Un problema di prospettiva
Per Sean Ehrlich, professore di scienza politica alla Florida State University, “Se non mi avessero detto che era Chomsky, avrei pensato fosse Mersheimer” – ossia il principale rappresentante del realismo offensivo, recentemente accusato di westsplaining sull’invasione russa dell’Ucraina.
Secondo Ehrlich, sia Chomsky sia Mearsheimer “focalizzano l’attenzione sugli Stati Uniti, in un conflitto in cui questi sono al massimo un attore secondario, senza concedere alcuna agency agli ucraini, trattati solo come oggetto dell’interazione tra Russia e Stati Uniti.”
Tale prospettiva per Ehrlich “non è solo un problema morale, ma analitico“: se anche l’obiettivo fosse di influenzare la politica interna americana, “è l’Ucraina che decide se continuare a combattere e cosa sono disposti a negoziare.”
L’antimperialismo a senso unico
Ma quali sono i fondamenti di una tale prospettiva, che pone al centro gli Stati Uniti e vede le azioni della Russia come una forza maggiore a cui gli altri paesi possano solo piegarsi?
L’analisi forse più incisiva della questione dell’antimperialismo a senso unico viene da Idrees Ahmad, giornalista ed autore per la Los Angeles Review of Books.
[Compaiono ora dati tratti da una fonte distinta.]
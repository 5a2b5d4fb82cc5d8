//! Configuration management.
//!
//! Loads configuration from ${KALQ_HOME}/config.toml with sensible defaults.

use std::fs;
use std::path::Path;

use anyhow::{Context, Result};
use serde::{Deserialize, Serialize};

use crate::modes::Mode;

/// Returns the default config template with comments.
///
/// Embedded from default_config.toml at compile time; `kalq config init`
/// writes it out verbatim.
pub fn default_config_template() -> &'static str {
    include_str!("../default_config.toml")
}

/// Main configuration structure.
#[derive(Debug, Clone, Serialize, Deserialize)]
#[serde(default)]
pub struct Config {
    /// Mode the calculator starts in.
    pub start_mode: String,

    /// Env-filter string for the file log (overridden by KALQ_LOG).
    pub log_filter: String,
}

impl Default for Config {
    fn default() -> Self {
        Self {
            start_mode: Mode::Standard.display_name().to_string(),
            log_filter: "info".to_string(),
        }
    }
}

impl Config {
    /// Loads configuration from the default config path.
    pub fn load() -> Result<Self> {
        Self::load_from(&paths::config_path())
    }

    /// Loads configuration from a specific path.
    /// Returns defaults if the file doesn't exist.
    pub fn load_from(path: &Path) -> Result<Self> {
        if path.exists() {
            let contents = fs::read_to_string(path)
                .with_context(|| format!("Failed to read config from {}", path.display()))?;
            toml::from_str(&contents)
                .with_context(|| format!("Failed to parse config from {}", path.display()))
        } else {
            Ok(Config::default())
        }
    }

    /// The configured start mode, falling back to Standard on bad names.
    pub fn start_mode(&self) -> Mode {
        Mode::from_name(&self.start_mode).unwrap_or_default()
    }

    /// Writes the default template to `path` unless it already exists.
    ///
    /// Returns true when the file was created.
    pub fn init_at(path: &Path) -> Result<bool> {
        if path.exists() {
            return Ok(false);
        }
        if let Some(parent) = path.parent() {
            fs::create_dir_all(parent)
                .with_context(|| format!("Failed to create {}", parent.display()))?;
        }
        fs::write(path, default_config_template())
            .with_context(|| format!("Failed to write config to {}", path.display()))?;
        Ok(true)
    }
}

pub mod paths {
    //! Path resolution for kalq configuration and log directories.
    //!
    //! KALQ_HOME resolution order:
    //! 1. KALQ_HOME environment variable (if set)
    //! 2. ~/.config/kalq (default)

    use std::path::PathBuf;

    /// Returns the kalq home directory.
    pub fn kalq_home() -> PathBuf {
        if let Ok(home) = std::env::var("KALQ_HOME") {
            return PathBuf::from(home);
        }

        dirs::home_dir()
            .map(|h| h.join(".config").join("kalq"))
            .expect("Could not determine home directory")
    }

    /// Returns the path to the config.toml file.
    pub fn config_path() -> PathBuf {
        kalq_home().join("config.toml")
    }

    /// Returns the directory the file log is written to.
    pub fn log_dir() -> PathBuf {
        kalq_home().join("logs")
    }
}

#[cfg(test)]
mod tests {
    use super::*;

    #[test]
    fn defaults_when_file_is_missing() {
        let dir = tempfile::tempdir().unwrap();
        let config = Config::load_from(&dir.path().join("config.toml")).unwrap();
        assert_eq!(config.start_mode(), Mode::Standard);
        assert_eq!(config.log_filter, "info");
    }

    #[test]
    fn partial_files_fill_in_defaults() {
        let dir = tempfile::tempdir().unwrap();
        let path = dir.path().join("config.toml");
        std::fs::write(&path, "start_mode = \"logic-gate\"\n").unwrap();

        let config = Config::load_from(&path).unwrap();
        assert_eq!(config.start_mode(), Mode::LogicGate);
        assert_eq!(config.log_filter, "info");
    }

    #[test]
    fn template_parses_to_defaults() {
        let config: Config = toml::from_str(default_config_template()).unwrap();
        assert_eq!(config.start_mode(), Mode::Standard);
    }

    #[test]
    fn init_creates_once() {
        let dir = tempfile::tempdir().unwrap();
        let path = dir.path().join("nested").join("config.toml");
        assert!(Config::init_at(&path).unwrap());
        assert!(!Config::init_at(&path).unwrap());
        assert!(path.exists());
    }

    #[test]
    fn unknown_start_mode_falls_back_to_standard() {
        let config = Config {
            start_mode: "quantum".to_string(),
            ..Config::default()
        };
        assert_eq!(config.start_mode(), Mode::Standard);
    }
}
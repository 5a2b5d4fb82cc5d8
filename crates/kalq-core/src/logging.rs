//! File-based logging setup.
//!
//! The TUI owns stdout and the alternate screen, so log output goes to
//! ${KALQ_HOME}/logs/kalq.log instead. One-shot subcommands skip this
//! entirely and stay silent.

use std::fs;

use anyhow::{Context, Result};
use tracing_appender::non_blocking::WorkerGuard;
use tracing_subscriber::EnvFilter;

use crate::config::paths;

/// Initializes the global subscriber writing to the kalq log file.
///
/// `fallback_filter` is the config's `log_filter`; the KALQ_LOG
/// environment variable takes precedence. The returned guard must be held
/// for the life of the process so buffered lines are flushed on exit.
pub fn init_file_logging(fallback_filter: &str) -> Result<WorkerGuard> {
    let dir = paths::log_dir();
    fs::create_dir_all(&dir)
        .with_context(|| format!("Failed to create log directory {}", dir.display()))?;

    let appender = tracing_appender::rolling::never(&dir, "kalq.log");
    let (writer, guard) = tracing_appender::non_blocking(appender);

    let filter = EnvFilter::try_from_env("KALQ_LOG")
        .unwrap_or_else(|_| EnvFilter::new(fallback_filter));

    tracing_subscriber::fmt()
        .with_env_filter(filter)
        .with_writer(writer)
        .with_ansi(false)
        .init();

    tracing::info!("logging initialized");
    Ok(guard)
}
Secondo Ahmad, “il problema principale di questa visione del mondo è che Chomsky, come il suo compagno Tariq Ali, crede che la Russia non possa essere imperialista. Pensano che l’imperialismo sia ciò che fanno gli Stati Uniti: ergo, l’antimperialismo è antiamericanismo” – una posizione ben presente anche in Italia, come ha sottolineato di recente Nicola Pedrazzi su Confronti.
Secondo Ahmad, “il concetto di imperialismo è stato avulso da un insieme di pratiche e riconcettualizzato come condizione innata di uno stato particolare. Mentre l’imperialismo statunitense è visto come intrinsecamente malvagio e da condannare, le politiche imperiali di ogni altra potenza sono “trattate come un problema politico che richiede soluzioni basate sul realismo, non distorte da fattori morali.” Una visione che Ahmad definisce binaria e disumanizzante.
Uscire dalla miopia morale: non c’è pace senza giustizia
Per Ahmad, una tale prospettiva porta persone come Chomsky “ad una sorta di miopia morale: condannano giustamente con categorie morali le violazioni dei diritti umani commesse dagli Stati Uniti o dai loro alleati come Israele e Arabia Saudita; ma usano sempre categorie politiche per razionalizzare i crimini delle altre potenze.”
Da giovane un grande ammiratore di Chomsky, di cui apprezzava la freschezza nel rinfacciare all’occidente le proprie ipocrisie, Ahmad afferma di aver iniziato a cambiare idea a seguito delle posizioni prese da Chomsky durante la guerra in Siria. “Come si diceva nello storico slogan di sinistra, non c’è pace senza giustizia. Ma quando si parla di regimi anti-occidentali, certi antimperialisti insistono sul fatto che la richiesta di giustizia è un ostacolo alla pace.”